Así, pues, trataré brevemente la relación existente entre: la necesidad de comunicar las experiencias, el uso de la comunidad, el lenguaje, la justicia y el vínculo de afecto o amistad.
Se sostendrá después que lo justo (tò díkaion) es originada por una convención o acuerdo entre los hombres y, en tal sentido, el trato justo es concebido, dentro de este contexto, como un acuerdo acerca de lo conveniente para no hacerse daño ni sufrirlo en las relaciones mutuas.
Ahora bien, la justicia es igualitaria para los epicúreos, pues estos no reconocen diferencias de clases ni de castas entre los hombres.
Por otra parte, se destaca además que la justicia corresponde a una determinación del trato que hace posible la seguridad requerida en la medida suficiente, para, a partir de ahí, lograr una confianza de carácter consistente. Tal cosa es lo que permite efectivamente la concesión de la amistad o el afecto (philía). Sucede, pues, que la amistad es el despliegue activo de la afinidad entre individuos (quienes se reconocen mutuamente gratitud por ese mismo lazo contingente y libre). Este vínculo se manifiesta en el ámbito de la comunidad y a partir del marco de la justicia, desde el que la amistad corresponde al trato por el que cada individuo es reiteradamente afectado y beneficiado por la más placentera conformación del uso comunitario.

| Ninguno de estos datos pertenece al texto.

//! HTTP transport for the submission endpoint.

use std::time::Duration;

use async_trait::async_trait;
use reqwest::{Client, StatusCode};
use serde::Deserialize;
use thiserror::Error;
use tracing::{debug, warn};
use url::Url;

use super::{InquiryTransport, SubmissionError};
use crate::error::VALIDATION_FAILED;
use crate::schema::{FieldErrors, Inquiry, InquiryInput};

const INQUIRIES_PATH: &str = "api/inquiries";
const DEFAULT_TIMEOUT: Duration = Duration::from_secs(30);

#[derive(Debug, Error)]
pub enum ClientBuildError {
    #[error("Invalid endpoint URL: {0}")]
    InvalidUrl(#[from] url::ParseError),
    #[error("Failed to build HTTP client: {0}")]
    Http(#[from] reqwest::Error),
}

/// Problem body returned by the endpoint on failure; every part is optional
/// so that foreign error pages still decode.
#[derive(Debug, Default, Deserialize)]
struct ErrorBody {
    code: Option<String>,
    message: Option<String>,
    details: Option<serde_json::Value>,
}

/// Posts inquiries to a running inquiry service.
#[derive(Debug, Clone)]
pub struct InquiryClient {
    http: Client,
    endpoint: Url,
}

impl InquiryClient {
    /// Builds a client for the service rooted at `base_url`.
    ///
    /// The endpoint is resolved relative to the base, so a path prefix such
    /// as `https://example.com/site/` is kept. A base without a trailing
    /// slash is treated as a directory.
    pub fn new(base_url: &str) -> Result<Self, ClientBuildError> {
        Self::with_timeout(base_url, DEFAULT_TIMEOUT)
    }

    pub fn with_timeout(base_url: &str, timeout: Duration) -> Result<Self, ClientBuildError> {
        let mut base = Url::parse(base_url)?;
        if !base.path().ends_with('/') {
            let path = format!("{}/", base.path());
            base.set_path(&path);
        }
        let endpoint = base.join(INQUIRIES_PATH)?;
        let http = Client::builder().timeout(timeout).build()?;
        Ok(Self { http, endpoint })
    }

    pub fn endpoint(&self) -> &Url {
        &self.endpoint
    }
}

#[async_trait]
impl InquiryTransport for InquiryClient {
    async fn create_inquiry(&self, input: &InquiryInput) -> Result<Inquiry, SubmissionError> {
        debug!(endpoint = %self.endpoint, "Submitting inquiry");

        let response = self
            .http
            .post(self.endpoint.clone())
            .json(input)
            .send()
            .await
            .map_err(|err| SubmissionError::Network(err.to_string()))?;

        let status = response.status();
        if status.is_success() {
            return response
                .json::<Inquiry>()
                .await
                .map_err(|err| SubmissionError::Network(format!("unreadable response: {}", err)));
        }

        let body: ErrorBody = response.json().await.unwrap_or_default();
        warn!(status = status.as_u16(), code = ?body.code, "Inquiry submission failed");
        Err(map_failure(status, body))
    }
}

fn map_failure(status: StatusCode, body: ErrorBody) -> SubmissionError {
    if status.is_server_error() {
        return SubmissionError::Storage;
    }

    if status == StatusCode::BAD_REQUEST
        && body.code.as_deref().is_none_or(|code| code == VALIDATION_FAILED)
        && let Some(details) = body.details
        && let Ok(errors) = serde_json::from_value::<FieldErrors>(details)
        && !errors.is_empty()
    {
        return SubmissionError::Validation(errors);
    }

    let message = body
        .message
        .filter(|m| !m.trim().is_empty())
        .unwrap_or_else(|| format!("Request rejected with status {}", status.as_u16()));
    SubmissionError::Rejected(message)
}
//! Test utilities for database testing.
//!
//! This module provides utilities for setting up in-memory SQLite stores
//! with migrations applied, plus canned inquiry payloads.

use anyhow::Result;
use interiors_vision::{
    config::AppConfig,
    db::init_and_migrate,
    repositories::InquiryRepository,
    schema::InquiryInput,
};
use sea_orm::DatabaseConnection;
use std::sync::Arc;

/// Configuration pointing at a fresh in-memory SQLite database.
#[allow(dead_code)]
pub fn memory_config() -> AppConfig {
    AppConfig {
        profile: "test".to_string(),
        database_url: "sqlite::memory:".to_string(),
        ..Default::default()
    }
}

/// Sets up an in-memory SQLite database with all migrations applied.
#[allow(dead_code)]
pub async fn setup_test_db() -> Result<DatabaseConnection> {
    init_and_migrate(&memory_config()).await
}

/// Sets up an in-memory store behind the repository used in production.
#[allow(dead_code)]
pub async fn setup_test_repository() -> Result<Arc<InquiryRepository>> {
    let db = setup_test_db().await?;
    Ok(Arc::new(InquiryRepository::new(Arc::new(db))))
}

/// The inquiry a visitor asking for a kitchen quote would submit.
#[allow(dead_code)]
pub fn kitchen_inquiry() -> InquiryInput {
    InquiryInput::new(
        "Jane Doe",
        "jane@example.com",
        "9876543210",
        "I would like a kitchen renovation quote.",
    )
}

#[allow(dead_code)]
pub fn living_room_inquiry() -> InquiryInput {
    InquiryInput::new(
        "Arjun Mehta",
        "arjun.mehta@example.in",
        "+91 98200 12345",
        "Looking to redo our living room with a modern theme.",
    )
}
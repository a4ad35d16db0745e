//! # Repository Layer
//!
//! Persistence for inquiries. The HTTP layer depends only on the
//! [`InquiryStore`] contract; [`InquiryRepository`] is the SeaORM-backed engine.

use async_trait::async_trait;

use crate::error::StorageError;
use crate::schema::{Inquiry, InquiryInput};

pub mod inquiry;

pub use inquiry::InquiryRepository;

/// Append-only storage for inquiries.
///
/// Implementations assign `id` and `created_at` on insert. There is no
/// update or delete.
#[async_trait]
pub trait InquiryStore: Send + Sync {
    /// Persists a validated inquiry and returns the full record.
    async fn insert(&self, input: InquiryInput) -> Result<Inquiry, StorageError>;

    async fn find_by_id(&self, id: i32) -> Result<Option<Inquiry>, StorageError>;

    /// Most recent inquiries first.
    async fn list_recent(&self, limit: u64) -> Result<Vec<Inquiry>, StorageError>;

    async fn count(&self) -> Result<u64, StorageError>;

    /// Cheap round trip used by the readiness probe.
    async fn ping(&self) -> Result<(), StorageError>;
}
//! Database migrations for the Interiors Vision inquiry service.
//!
//! This module contains all database migrations using SeaORM Migration.

pub use sea_orm_migration::prelude::*;

mod m2025_01_15_090000_create_inquiries;

pub struct Migrator;

#[async_trait::async_trait]
impl MigratorTrait for Migrator {
    fn migrations() -> Vec<Box<dyn MigrationTrait>> {
        vec![Box::new(m2025_01_15_090000_create_inquiries::Migration)]
    }
}
//! # Inquiry Submission Handler
//!
//! Accepts a contact-form submission, validates it with the shared schema and
//! persists it through the configured [`InquiryStore`](crate::repositories::InquiryStore).

use axum::{
    extract::{State, rejection::JsonRejection},
    http::StatusCode,
    response::Json,
};
use metrics::counter;

use crate::error::ApiError;
use crate::schema::{self, Inquiry, InquiryInput};
use crate::server::AppState;

/// Submit a contact-form inquiry
///
/// Identical payloads are not deduplicated; every accepted submission
/// creates a new record.
#[utoipa::path(
    post,
    path = "/api/inquiries",
    request_body = InquiryInput,
    responses(
        (status = 201, description = "Inquiry stored", body = Inquiry, headers(
            ("X-Trace-Id", description = "Trace identifier for request correlation")
        )),
        (status = 400, description = "Validation failed; `details` maps field names to messages", body = ApiError),
        (status = 413, description = "Request body too large", body = ApiError),
        (status = 500, description = "Inquiry could not be stored", body = ApiError),
        (status = 503, description = "Storage temporarily unavailable", body = ApiError)
    ),
    tag = "inquiries"
)]
pub async fn create_inquiry(
    State(state): State<AppState>,
    payload: Result<Json<InquiryInput>, JsonRejection>,
) -> Result<(StatusCode, Json<Inquiry>), ApiError> {
    let Json(candidate) = payload.map_err(|rejection| {
        counter!("inquiries_rejected_total", "reason" => "malformed").increment(1);
        tracing::info!(rejection = %rejection, "Rejected malformed inquiry payload");
        ApiError::from(rejection)
    })?;

    let input = schema::validate(candidate).map_err(|errors| {
        counter!("inquiries_rejected_total", "reason" => "validation").increment(1);
        tracing::info!(fields = ?errors.field_names(), "Inquiry failed validation");
        ApiError::from(errors)
    })?;

    let inquiry = state.store.insert(input).await.map_err(|err| {
        counter!("inquiries_rejected_total", "reason" => "storage").increment(1);
        ApiError::from(err)
    })?;

    counter!("inquiries_created_total").increment(1);
    tracing::info!(inquiry_id = inquiry.id, "Inquiry stored");

    Ok((StatusCode::CREATED, Json(inquiry)))
}
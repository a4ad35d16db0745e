//! # API Handlers
//!
//! This module contains all the HTTP endpoint handlers for the inquiry API.

use crate::models::ServiceInfo;
use axum::response::Json;

pub mod health;
pub mod inquiries;

/// Root handler that returns basic service information
#[utoipa::path(
    get,
    path = "/",
    responses(
        (status = 200, description = "Service information", body = ServiceInfo)
    ),
    tag = "root"
)]
pub async fn root() -> Json<ServiceInfo> {
    Json(ServiceInfo::default())
}
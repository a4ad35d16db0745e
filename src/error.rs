//! # Error Handling
//!
//! Unified error handling for the inquiry API: a problem+json response body
//! with trace ID propagation, plus the storage error taxonomy shared by every
//! [`InquiryStore`](crate::repositories::InquiryStore) implementation.

use axum::{
    extract::rejection::JsonRejection,
    http::{HeaderMap, HeaderValue, StatusCode},
    response::{IntoResponse, Response},
};
use serde::Serialize;
use thiserror::Error;
use utoipa::ToSchema;

use crate::schema::FieldErrors;
use crate::telemetry;

pub const VALIDATION_FAILED: &str = "VALIDATION_FAILED";
pub const STORAGE_ERROR: &str = "STORAGE_ERROR";

/// Retry hint sent with a 503; matches the SQLite busy timeout.
pub const STORAGE_RETRY_AFTER_SECS: u64 = 5;

/// Unified API error response structure
#[derive(Debug, Clone, Serialize, ToSchema)]
pub struct ApiError {
    /// HTTP status code for the response
    #[serde(skip_serializing, skip_deserializing)]
    pub status: StatusCode,
    /// Error code for programmatic handling
    pub code: Box<str>,
    /// Human-readable error message
    pub message: Box<str>,
    /// Field name to message map for validation failures
    #[serde(skip_serializing_if = "Option::is_none")]
    pub details: Option<Box<serde_json::Value>>,
    /// Suggested retry delay in seconds (optional)
    pub retry_after: Option<u64>,
    /// Correlation trace ID for debugging (optional)
    #[serde(skip_serializing_if = "Option::is_none")]
    pub trace_id: Option<Box<str>>,
}

impl ApiError {
    /// Create a new API error with the given status code and message
    pub fn new<S: Into<String>>(status: StatusCode, code: S, message: S) -> Self {
        Self {
            status,
            code: code.into().into_boxed_str(),
            message: message.into().into_boxed_str(),
            details: None,
            retry_after: None,
            trace_id: Self::current_trace_id(),
        }
    }

    /// Add details to the error
    pub fn with_details<V: Into<serde_json::Value>>(mut self, details: V) -> Self {
        self.details = Some(Box::new(details.into()));
        self
    }

    /// Set retry after delay
    pub fn with_retry_after(mut self, seconds: u64) -> Self {
        self.retry_after = Some(seconds);
        self
    }

    /// Extract current trace ID from the active request (falls back to a generated correlation ID)
    fn current_trace_id() -> Option<Box<str>> {
        telemetry::current_trace_id()
            .map(|trace_id| trace_id.into_boxed_str())
            .or_else(|| {
                Some(format!("corr-{}", &uuid::Uuid::new_v4().to_string()[..8]).into_boxed_str())
            })
    }
}

/// Standard error types with predefined status codes
#[derive(Debug, Error)]
pub enum ErrorType {
    #[error("Request body is not a valid inquiry")]
    BadRequest,
    #[error("Payload Too Large")]
    PayloadTooLarge,
    #[error("An internal error occurred")]
    InternalServerError,
}

impl ErrorType {
    /// Get the appropriate HTTP status code for this error type
    pub fn status_code(&self) -> StatusCode {
        match self {
            ErrorType::BadRequest => StatusCode::BAD_REQUEST,
            ErrorType::PayloadTooLarge => StatusCode::PAYLOAD_TOO_LARGE,
            ErrorType::InternalServerError => StatusCode::INTERNAL_SERVER_ERROR,
        }
    }

    /// Get the error code string for this error type
    pub fn error_code(&self) -> &'static str {
        match self {
            ErrorType::BadRequest => VALIDATION_FAILED,
            ErrorType::PayloadTooLarge => "PAYLOAD_TOO_LARGE",
            ErrorType::InternalServerError => "INTERNAL_SERVER_ERROR",
        }
    }
}

/// Failure of the persistence layer to complete an operation.
#[derive(Debug, Clone, PartialEq, Eq, Error)]
pub enum StorageError {
    /// The database could not be reached, or is locked by another writer.
    #[error("storage unavailable: {0}")]
    Unavailable(String),
    /// A statement reached the database but did not complete.
    #[error("storage operation failed: {0}")]
    Operation(String),
    /// A stored row could not be decoded.
    #[error("stored inquiry {id} is corrupt: {reason}")]
    Corrupt { id: i32, reason: String },
}

impl StorageError {
    pub fn is_unavailable(&self) -> bool {
        matches!(self, StorageError::Unavailable(_))
    }
}

// SQLITE_BUSY, SQLITE_LOCKED and their extended codes.
const SQLITE_BUSY_CODES: &[&str] = &["5", "6", "261", "262", "517"];

fn is_busy_or_locked(error: &sea_orm::DbErr) -> bool {
    use sea_orm::RuntimeErr;

    let runtime_err = match error {
        sea_orm::DbErr::Query(RuntimeErr::SqlxError(sqlx_err))
        | sea_orm::DbErr::Exec(RuntimeErr::SqlxError(sqlx_err)) => sqlx_err,
        _ => return false,
    };

    let Some(db_error) = runtime_err.as_database_error() else {
        return false;
    };

    db_error.code().is_some_and(|code| {
        let code: &str = &code;
        SQLITE_BUSY_CODES.contains(&code)
    })
}

impl From<sea_orm::DbErr> for StorageError {
    fn from(error: sea_orm::DbErr) -> Self {
        if is_busy_or_locked(&error) {
            return StorageError::Unavailable(error.to_string());
        }

        match &error {
            sea_orm::DbErr::Conn(_) | sea_orm::DbErr::ConnectionAcquire(_) => {
                StorageError::Unavailable(error.to_string())
            }
            _ => StorageError::Operation(error.to_string()),
        }
    }
}

impl IntoResponse for ApiError {
    fn into_response(self) -> Response {
        let mut headers = HeaderMap::new();
        headers.insert(
            "content-type",
            HeaderValue::from_static("application/problem+json"),
        );

        if let Some(retry_after) = self.retry_after
            && let Ok(header_value) = HeaderValue::from_str(&retry_after.to_string())
        {
            headers.insert("retry-after", header_value);
        }

        (self.status, headers, axum::Json(self)).into_response()
    }
}

// Error mappers for common sources

impl From<ErrorType> for ApiError {
    fn from(error_type: ErrorType) -> Self {
        Self::new(
            error_type.status_code(),
            error_type.error_code(),
            &error_type.to_string(),
        )
    }
}

impl From<anyhow::Error> for ApiError {
    fn from(error: anyhow::Error) -> Self {
        tracing::error!("Internal error: {:?}", error);
        ErrorType::InternalServerError.into()
    }
}

impl From<JsonRejection> for ApiError {
    fn from(rejection: JsonRejection) -> Self {
        // Parser output stays in the log; it names internal types.
        tracing::debug!(rejection = %rejection.body_text(), "Rejected request body");

        if rejection.status() == StatusCode::PAYLOAD_TOO_LARGE {
            return ErrorType::PayloadTooLarge.into();
        }

        match rejection {
            JsonRejection::MissingJsonContentType(_) => Self::new(
                StatusCode::BAD_REQUEST,
                VALIDATION_FAILED,
                "Missing 'Content-Type: application/json' header",
            ),
            _ => ErrorType::BadRequest.into(),
        }
    }
}

impl From<FieldErrors> for ApiError {
    fn from(errors: FieldErrors) -> Self {
        let details = serde_json::to_value(&errors).unwrap_or_default();
        validation_error("Validation failed", details)
    }
}

impl From<StorageError> for ApiError {
    fn from(error: StorageError) -> Self {
        // The cause stays in the server log; clients only learn that the write failed.
        tracing::error!(error = %error, "Inquiry storage failure");

        if error.is_unavailable() {
            return Self::new(
                StatusCode::SERVICE_UNAVAILABLE,
                STORAGE_ERROR,
                "Unable to save inquiry",
            )
            .with_retry_after(STORAGE_RETRY_AFTER_SECS);
        }

        Self::new(
            StatusCode::INTERNAL_SERVER_ERROR,
            STORAGE_ERROR,
            "Unable to save inquiry",
        )
    }
}

/// Create a validation error with field details
pub fn validation_error(message: &str, field_errors: serde_json::Value) -> ApiError {
    ApiError::new(StatusCode::BAD_REQUEST, VALIDATION_FAILED, message).with_details(field_errors)
}
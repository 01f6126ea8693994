use std::sync::Mutex;

use dicom_seg_export::encoder::{EncodeError, EncodeOptions, EncodedSegmentation};
use dicom_seg_export::enums::ExportDestination;
use dicom_seg_export::export::{
    ExportGateway, GatewayError, SegmentationExporter, StoreReceipt,
};
use dicom_seg_export::session::{
    InMemoryMetadata, InstanceReference, SegmentInfo, SeriesContext, SessionSnapshot,
};
use dicom_seg_export::volume::{LabelSlice, LabelVolume};
use dicom_dictionary_std::tags;
use ndarray::ArrayView2;

const CT_IMAGE_STORAGE: &str = "1.2.840.10008.5.1.4.1.1.2";

fn series() -> SeriesContext {
    SeriesContext {
        study_instance_uid: "1.2.826.0.1.1".to_owned(),
        series_instance_uid: "1.2.826.0.1.2".to_owned(),
        frame_of_reference_uid: "1.2.826.0.1.3".to_owned(),
        patient_id: Some("PID-1".to_owned()),
        patient_name: Some("Doe^Jane".to_owned()),
    }
}

/// One segment-1 voxel per slice, at a slice-specific offset, so output
/// order is visible in the pixel data.
fn volume(count: usize) -> LabelVolume {
    let slices = (0..count)
        .map(|i| {
            let mut voxels = vec![0_u16; 4];
            voxels[i % 4] = 1;
            LabelSlice::new(voxels, 2, 2, format!("img-{i}")).unwrap()
        })
        .collect();
    LabelVolume::new(slices).unwrap()
}

fn metadata_with_positions(count: usize, zs: &[f64]) -> InMemoryMetadata {
    let mut metadata = InMemoryMetadata::new();
    for i in 0..count {
        let id = format!("img-{i}");
        if let Some(&z) = zs.get(i) {
            metadata.insert_position(id.as_str(), vec![1.0, 2.0, z]);
        }
        metadata.insert_orientation(id.as_str(), [1.0, 0.0, 0.0, 0.0, 1.0, 0.0]);
        metadata.insert_pixel_spacing(id.as_str(), [0.8, 0.8]);
        metadata.insert_instance_reference(
            id.as_str(),
            InstanceReference {
                sop_class_uid: CT_IMAGE_STORAGE.to_owned(),
                sop_instance_uid: format!("1.2.826.0.2.{i}"),
            },
        );
    }
    metadata
}

#[derive(Default)]
struct RecordingGateway {
    storage_root: Option<String>,
    deliveries: Mutex<Vec<ExportDestination>>,
}

impl ExportGateway for RecordingGateway {
    async fn deliver(
        &self,
        _object: &EncodedSegmentation,
        destination: &ExportDestination,
    ) -> Result<StoreReceipt, GatewayError> {
        self.deliveries.lock().unwrap().push(destination.clone());
        Ok(StoreReceipt {
            storage_root: self.storage_root.clone(),
        })
    }
}

fn read_back(payload: &[u8]) -> dicom::object::DefaultDicomObject {
    let magic = payload
        .windows(4)
        .position(|w| w == b"DICM")
        .expect("payload carries the DICM magic");
    dicom::object::from_reader(&payload[magic..]).expect("payload parses as a DICOM object")
}

#[tokio::test]
async fn descending_stack_is_reversed_into_ascending_order() {
    // Scenario: 3 slices at z = [10, 5, 0]; output slice 0 must be the
    // original slice index 2.
    let volume = volume(3);
    let metadata = metadata_with_positions(3, &[10.0, 5.0, 0.0]);
    let encoded = SegmentationExporter::generate(
        &volume,
        &SessionSnapshot::new("seg"),
        &series(),
        &metadata,
        &EncodeOptions::default(),
    )
    .await
    .unwrap();

    assert_eq!(encoded.manifest.slice_image_ids, ["img-2", "img-1", "img-0"]);
    assert_eq!(encoded.manifest.slice_count, 3);
    assert_eq!(encoded.manifest.segment_count, 1);

    let object = read_back(&encoded.payload);

    // Frames follow output order: original slices 2, 1, 0 carry their
    // marker voxel at offsets 2, 1, 0 → bits 2, 5, 8 of the stream.
    let pixel_data = object
        .element(tags::PIXEL_DATA)
        .unwrap()
        .to_bytes()
        .unwrap()
        .into_owned();
    assert_eq!(pixel_data, vec![0b0010_0100, 0b0000_0001]);

    let frames = object
        .element(tags::NUMBER_OF_FRAMES)
        .unwrap()
        .to_int::<i32>()
        .unwrap();
    assert_eq!(frames, 3);

    // First output frame sits at the lowest z.
    let per_frame = object
        .element(tags::PER_FRAME_FUNCTIONAL_GROUPS_SEQUENCE)
        .unwrap()
        .items()
        .unwrap();
    let plane = per_frame[0]
        .element(tags::PLANE_POSITION_SEQUENCE)
        .unwrap()
        .items()
        .unwrap();
    let position = plane[0]
        .element(tags::IMAGE_POSITION_PATIENT)
        .unwrap()
        .to_multi_float64()
        .unwrap();
    assert_eq!(position, vec![1.0, 2.0, 0.0]);
}

#[tokio::test]
async fn ascending_stack_keeps_source_order() {
    let volume = volume(3);
    let metadata = metadata_with_positions(3, &[0.0, 5.0, 10.0]);
    let encoded = SegmentationExporter::generate(
        &volume,
        &SessionSnapshot::new("seg"),
        &series(),
        &metadata,
        &EncodeOptions::default(),
    )
    .await
    .unwrap();
    assert_eq!(encoded.manifest.slice_image_ids, ["img-0", "img-1", "img-2"]);
}

#[tokio::test]
async fn malformed_position_fails_encoding_cleanly() {
    // A position the resolver cannot use is also a position the encoder
    // cannot emit a plane for: the call fails, no partial object.
    let volume = volume(4);
    let mut metadata = metadata_with_positions(4, &[0.0, 1.0, 2.0, 3.0]);
    metadata.insert_position("img-1", vec![1.0]);
    let result = SegmentationExporter::generate(
        &volume,
        &SessionSnapshot::new("seg"),
        &series(),
        &metadata,
        &EncodeOptions::default(),
    )
    .await;
    assert!(matches!(
        result,
        Err(EncodeError::MissingPosition { image_id }) if image_id == "img-1"
    ));
}

#[tokio::test]
async fn empty_labelmap_fails_with_no_partial_object() {
    let slices = (0..3)
        .map(|i| LabelSlice::new(vec![0; 4], 2, 2, format!("img-{i}")).unwrap())
        .collect();
    let volume = LabelVolume::new(slices).unwrap();
    let metadata = metadata_with_positions(3, &[0.0, 1.0, 2.0]);
    let result = SegmentationExporter::generate(
        &volume,
        &SessionSnapshot::new("seg"),
        &series(),
        &metadata,
        &EncodeOptions::default(),
    )
    .await;
    assert!(matches!(result, Err(EncodeError::EmptyCatalog)));
}

#[tokio::test]
async fn session_metadata_reaches_the_segment_sequence() {
    let volume = volume(2);
    let metadata = metadata_with_positions(2, &[0.0, 1.0]);
    let session = SessionSnapshot::new("seg").with_segment(
        1,
        SegmentInfo {
            label: Some("Tumor".to_owned()),
            color: Some([255, 0, 0]),
            ..SegmentInfo::default()
        },
    );
    let encoded = SegmentationExporter::generate(
        &volume,
        &session,
        &series(),
        &metadata,
        &EncodeOptions::default(),
    )
    .await
    .unwrap();

    let descriptor = &encoded.manifest.segments[0];
    assert_eq!(descriptor.label, "Tumor");
    assert_eq!(descriptor.recommended_cielab, [34891, 53480, 50167]);

    let object = read_back(&encoded.payload);
    let segments = object
        .element(tags::SEGMENT_SEQUENCE)
        .unwrap()
        .items()
        .unwrap();
    let label = segments[0]
        .element(tags::SEGMENT_LABEL)
        .unwrap()
        .to_str()
        .unwrap()
        .into_owned();
    assert_eq!(label.trim_end(), "Tumor");
    let cielab = segments[0]
        .element(tags::RECOMMENDED_DISPLAY_CIE_LAB_VALUE)
        .unwrap()
        .to_multi_int::<u16>()
        .unwrap();
    assert_eq!(cielab, vec![34891, 53480, 50167]);
}

#[tokio::test]
async fn encoding_the_same_snapshot_twice_is_idempotent() {
    let volume = volume(3);
    let metadata = metadata_with_positions(3, &[0.0, 1.0, 2.0]);
    let session = SessionSnapshot::new("seg");
    let options = EncodeOptions::default();

    let first = SegmentationExporter::generate(&volume, &session, &series(), &metadata, &options)
        .await
        .unwrap();
    let second = SegmentationExporter::generate(&volume, &session, &series(), &metadata, &options)
        .await
        .unwrap();

    assert_eq!(
        first.manifest.json_bytes().unwrap(),
        second.manifest.json_bytes().unwrap()
    );
}

#[tokio::test]
async fn download_is_named_after_the_session_label() {
    let volume = volume(2);
    let metadata = metadata_with_positions(2, &[0.0, 1.0]);
    let gateway = RecordingGateway::default();
    SegmentationExporter::download(
        &volume,
        &SessionSnapshot::new("Liver Study"),
        &series(),
        &metadata,
        &gateway,
        &EncodeOptions::default(),
    )
    .await
    .unwrap();

    let deliveries = gateway.deliveries.lock().unwrap();
    assert_eq!(
        *deliveries,
        vec![ExportDestination::Download {
            filename: "Liver Study".to_owned()
        }]
    );
}

#[tokio::test]
async fn store_tags_the_manifest_with_the_storage_root() {
    let volume = volume(2);
    let metadata = metadata_with_positions(2, &[0.0, 1.0]);
    let gateway = RecordingGateway {
        storage_root: Some("https://pacs.example.org/wado".to_owned()),
        ..RecordingGateway::default()
    };
    let manifest = SegmentationExporter::store(
        &volume,
        &SessionSnapshot::new("Liver Study"),
        &series(),
        &metadata,
        &gateway,
        None,
    )
    .await
    .unwrap();

    // No caller-supplied description: the session label wins.
    assert_eq!(manifest.series_description, "Liver Study");
    assert_eq!(
        manifest.storage_root.as_deref(),
        Some("https://pacs.example.org/wado")
    );
    let deliveries = gateway.deliveries.lock().unwrap();
    assert_eq!(*deliveries, vec![ExportDestination::Store]);
}

#[tokio::test]
async fn store_prefers_the_caller_description() {
    let volume = volume(2);
    let metadata = metadata_with_positions(2, &[0.0, 1.0]);
    let gateway = RecordingGateway::default();
    let manifest = SegmentationExporter::store(
        &volume,
        &SessionSnapshot::new("Liver Study"),
        &series(),
        &metadata,
        &gateway,
        Some("Follow-up review".to_owned()),
    )
    .await
    .unwrap();
    assert_eq!(manifest.series_description, "Follow-up review");
}

struct BoundingBoxTracer;

impl dicom_seg_export::encoder::ContourTracer for BoundingBoxTracer {
    fn trace(&self, slice: ArrayView2<'_, u16>, segment: u16) -> Vec<Vec<[f64; 2]>> {
        let mut min = [f64::INFINITY; 2];
        let mut max = [f64::NEG_INFINITY; 2];
        for ((row, column), &value) in slice.indexed_iter() {
            if value == segment {
                min[0] = min[0].min(row as f64);
                min[1] = min[1].min(column as f64);
                max[0] = max[0].max(row as f64);
                max[1] = max[1].max(column as f64);
            }
        }
        if min[0].is_infinite() {
            return Vec::new();
        }
        vec![vec![
            [min[0], min[1]],
            [min[0], max[1]],
            [max[0], max[1]],
            [max[0], min[1]],
        ]]
    }
}

#[tokio::test]
async fn structure_set_carries_traced_contours() {
    let volume = volume(2);
    let metadata = metadata_with_positions(2, &[0.0, 1.0]);
    let encoded = SegmentationExporter::generate_structure_set(
        &volume,
        &SessionSnapshot::new("seg"),
        &series(),
        &metadata,
        &BoundingBoxTracer,
        &EncodeOptions::default(),
    )
    .await
    .unwrap();

    let object = read_back(&encoded.payload);
    let modality = object
        .element(tags::MODALITY)
        .unwrap()
        .to_str()
        .unwrap()
        .into_owned();
    assert_eq!(modality.trim_end(), "RTSTRUCT");

    let rois = object
        .element(tags::STRUCTURE_SET_ROI_SEQUENCE)
        .unwrap()
        .items()
        .unwrap();
    assert_eq!(rois.len(), 1);

    let contour_sets = object
        .element(tags::ROI_CONTOUR_SEQUENCE)
        .unwrap()
        .items()
        .unwrap();
    let contours = contour_sets[0]
        .element(tags::CONTOUR_SEQUENCE)
        .unwrap()
        .items()
        .unwrap();
    // One contour per slice; both slices contain segment 1.
    assert_eq!(contours.len(), 2);

    // Slice 0 has its marker voxel at (0, 0) with spacing 0.8 and origin
    // (1, 2, 0): the contour collapses onto the origin.
    let data = contours[0]
        .element(tags::CONTOUR_DATA)
        .unwrap()
        .to_multi_float64()
        .unwrap();
    assert_eq!(data.len(), 12);
    assert_eq!(&data[0..3], [1.0, 2.0, 0.0].as_slice());
}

Todo lo que se ha escrito en los anteriores capítulos resulta importante al momento de explicar el modo en que Epíkouros piensa, respecto al marco o ámbito adecuado para que cada hombre viva placenteramente, sin ser impedido para ello por la necesidad de una constante relación con los demás hombres. Ahora bien, al ámbito en el que se dan tales relaciones es el mismo por el cual, la comunidad (koinonía) y el lenguaje (lógos) poseen un mismo origen[1].

Tal ámbito, por cierto, corresponde a la paradójica necesidad de comunicar y distinguir las experiencias (y esto ocurre, desde un comienzo, con las imágenes, las afecciones y las sensaciones) que llegan a ser reconocidas por medio de la “utilidad” o la conveniencia de la comunicación.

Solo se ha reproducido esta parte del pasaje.